Saved data entries
=== Section Start ===
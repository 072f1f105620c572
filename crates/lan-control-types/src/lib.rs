//! Shared types for lan-control.
//!
//! This crate contains all types shared across the lan-control workspace:
//! host screen state, movement vectors, remote commands and replies,
//! clipboard content, and the local input events fed into the engine.

pub mod clipboard;
pub mod command;
pub mod event;
pub mod screen;

pub use clipboard::{ClipboardContent, ClipboardKind, ClipboardOrigin, ClipboardPreview};
pub use command::{
    ClickRequest, Command, KeyAction, KeyRequest, LoginRequest, MouseButton, Reply, ScrollRequest,
    SessionInfo, SystemAction, TypeRequest,
};
pub use event::{
    ClickKind, FieldInput, InputEvent, KeyEvent, KeyTarget, Modifiers, Point, PointerEvent,
    PointerId, PointerKind, WheelEvent,
};
pub use screen::{MovementVector, RemoteScreenState, ScreenEdge, SurfaceSize};
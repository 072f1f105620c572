//! Mock command channel for testing.

use std::collections::HashSet;
use std::sync::{Arc, Mutex};

use async_trait::async_trait;
use lan_control_types::{
    ClipboardContent, Command, LoginRequest, RemoteScreenState, Reply, SessionInfo,
};

use crate::channel::{CommandChannel, SessionApi};
use crate::error::ProtocolError;

/// Shared state for observing what `MockChannel` received.
#[derive(Debug, Default)]
struct MockChannelState {
    sent: Vec<Command>,
    screen: RemoteScreenState,
    clipboard: Option<ClipboardContent>,
    failing: HashSet<&'static str>,
    session: SessionInfo,
    password: Option<String>,
    expired: bool,
}

/// Mock host for testing.
///
/// Moves update a simulated cursor clamped to the screen bounds, so replies
/// carry realistic state for edge detection. Clipboard set/get round-trip
/// through an in-memory value.
#[derive(Clone)]
pub struct MockChannel {
    state: Arc<Mutex<MockChannelState>>,
}

impl Default for MockChannel {
    fn default() -> Self {
        Self::new()
    }
}

impl MockChannel {
    pub fn new() -> Self {
        Self {
            state: Arc::new(Mutex::new(MockChannelState::default())),
        }
    }

    /// A mock host with the given screen size and cursor position.
    pub fn with_screen(screen: RemoteScreenState) -> Self {
        let channel = Self::new();
        channel.state.lock().unwrap().screen = screen;
        channel
    }

    /// Get a clonable handle for observing and steering the mock from tests.
    pub fn handle(&self) -> MockChannelHandle {
        MockChannelHandle {
            state: Arc::clone(&self.state),
        }
    }
}

/// Clonable observer handle for `MockChannel`.
#[derive(Clone)]
pub struct MockChannelHandle {
    state: Arc<Mutex<MockChannelState>>,
}

impl MockChannelHandle {
    /// Snapshot of every command received, in order.
    pub fn sent(&self) -> Vec<Command> {
        self.state.lock().unwrap().sent.clone()
    }

    /// Forget recorded commands.
    pub fn clear(&self) {
        self.state.lock().unwrap().sent.clear();
    }

    pub fn screen(&self) -> RemoteScreenState {
        self.state.lock().unwrap().screen
    }

    pub fn set_screen(&self, screen: RemoteScreenState) {
        self.state.lock().unwrap().screen = screen;
    }

    /// Current host clipboard.
    pub fn clipboard(&self) -> Option<ClipboardContent> {
        self.state.lock().unwrap().clipboard.clone()
    }

    pub fn set_clipboard(&self, content: Option<ClipboardContent>) {
        self.state.lock().unwrap().clipboard = content;
    }

    /// Make every command with this name (e.g. `"system/lock"`) fail.
    pub fn fail(&self, name: &'static str) {
        self.state.lock().unwrap().failing.insert(name);
    }

    /// Accept logins with this password.
    pub fn set_password(&self, password: &str) {
        self.state.lock().unwrap().password = Some(password.to_string());
    }

    /// Mark the session as authenticated without a login call.
    pub fn set_authenticated(&self, username: &str) {
        self.state.lock().unwrap().session = SessionInfo {
            authenticated: true,
            username: Some(username.to_string()),
        };
    }

    /// Expire the session; later commands fail with 401.
    pub fn expire_session(&self) {
        let mut state = self.state.lock().unwrap();
        state.session = SessionInfo::default();
        state.expired = true;
    }
}

#[async_trait]
impl CommandChannel for MockChannel {
    async fn send(&self, command: Command) -> Result<Reply, ProtocolError> {
        let mut state = self.state.lock().unwrap();
        state.sent.push(command.clone());
        if state.expired {
            return Err(ProtocolError::Rejected {
                status: 401,
                message: "Unauthorized".to_string(),
            });
        }
        if state.failing.contains(command.name()) {
            return Err(ProtocolError::Rejected {
                status: 500,
                message: format!("{} failed", command.name()),
            });
        }
        let reply = match command {
            Command::MouseMove(movement) => {
                let screen = &mut state.screen;
                screen.x = (screen.x + movement.dx).clamp(0.0, screen.width.max(0.0));
                screen.y = (screen.y + movement.dy).clamp(0.0, screen.height.max(0.0));
                Reply {
                    state: Some(*screen),
                    content: None,
                }
            }
            Command::MouseState => Reply {
                state: Some(state.screen),
                content: None,
            },
            Command::ClipboardGet => Reply {
                state: None,
                content: state.clipboard.clone(),
            },
            Command::ClipboardSet(content) => {
                state.clipboard = Some(content);
                Reply::default()
            }
            _ => Reply::default(),
        };
        Ok(reply)
    }
}

#[async_trait]
impl SessionApi for MockChannel {
    async fn session(&self) -> Result<SessionInfo, ProtocolError> {
        Ok(self.state.lock().unwrap().session.clone())
    }

    async fn login(&self, request: LoginRequest) -> Result<SessionInfo, ProtocolError> {
        let mut state = self.state.lock().unwrap();
        if state.password.as_deref() != Some(request.password.as_str()) {
            return Err(ProtocolError::Rejected {
                status: 401,
                message: "Invalid credentials".to_string(),
            });
        }
        state.session = SessionInfo {
            authenticated: true,
            username: Some(request.username),
        };
        state.expired = false;
        Ok(state.session.clone())
    }

    async fn logout(&self) -> Result<(), ProtocolError> {
        self.state.lock().unwrap().session = SessionInfo::default();
        Ok(())
    }
}

#[cfg(test)]
mod tests {
    use super::*;
    use lan_control_types::MovementVector;

    #[tokio::test]
    async fn moves_clamp_to_screen() {
        let channel = MockChannel::with_screen(RemoteScreenState::new(100.0, 50.0, 95.0, 10.0));
        let reply = channel
            .send(Command::MouseMove(MovementVector::new(20.0, -20.0)))
            .await
            .unwrap();
        assert_eq!(reply.state, Some(RemoteScreenState::new(100.0, 50.0, 100.0, 0.0)));
        assert_eq!(channel.handle().sent().len(), 1);
    }

    #[tokio::test]
    async fn configured_failures() {
        let channel = MockChannel::new();
        channel.handle().fail("mouse/click");
        let err = channel
            .send(Command::click(lan_control_types::MouseButton::Left))
            .await
            .unwrap_err();
        assert!(matches!(err, ProtocolError::Rejected { status: 500, .. }));
    }

    #[tokio::test]
    async fn login_checks_password() {
        let channel = MockChannel::new();
        channel.handle().set_password("secret");
        let bad = LoginRequest {
            username: "admin".into(),
            password: "nope".into(),
            remember: false,
        };
        assert!(channel.login(bad).await.unwrap_err().is_session_lost());

        let good = LoginRequest {
            username: "admin".into(),
            password: "secret".into(),
            remember: true,
        };
        let info = channel.login(good).await.unwrap();
        assert!(info.authenticated);
        assert!(channel.session().await.unwrap().authenticated);
        channel.logout().await.unwrap();
        assert!(!channel.session().await.unwrap().authenticated);
    }

    #[tokio::test]
    async fn expired_session_rejects_commands() {
        let channel = MockChannel::new();
        channel.handle().set_authenticated("admin");
        channel.handle().expire_session();
        let err = channel.send(Command::MouseState).await.unwrap_err();
        assert!(err.is_session_lost());
        assert!(!channel.session().await.unwrap().authenticated);
    }
}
=== Section End ===
◆ WHAT IS BEING ASKED ◆
Copy the lines of the entries above that mention "MovementVector".

◆ OUTPUT ◆
pub use screen::{MovementVector, RemoteScreenState, ScreenEdge, SurfaceSize};
    use lan_control_types::MovementVector;
            .send(Command::MouseMove(MovementVector::new(20.0, -20.0)))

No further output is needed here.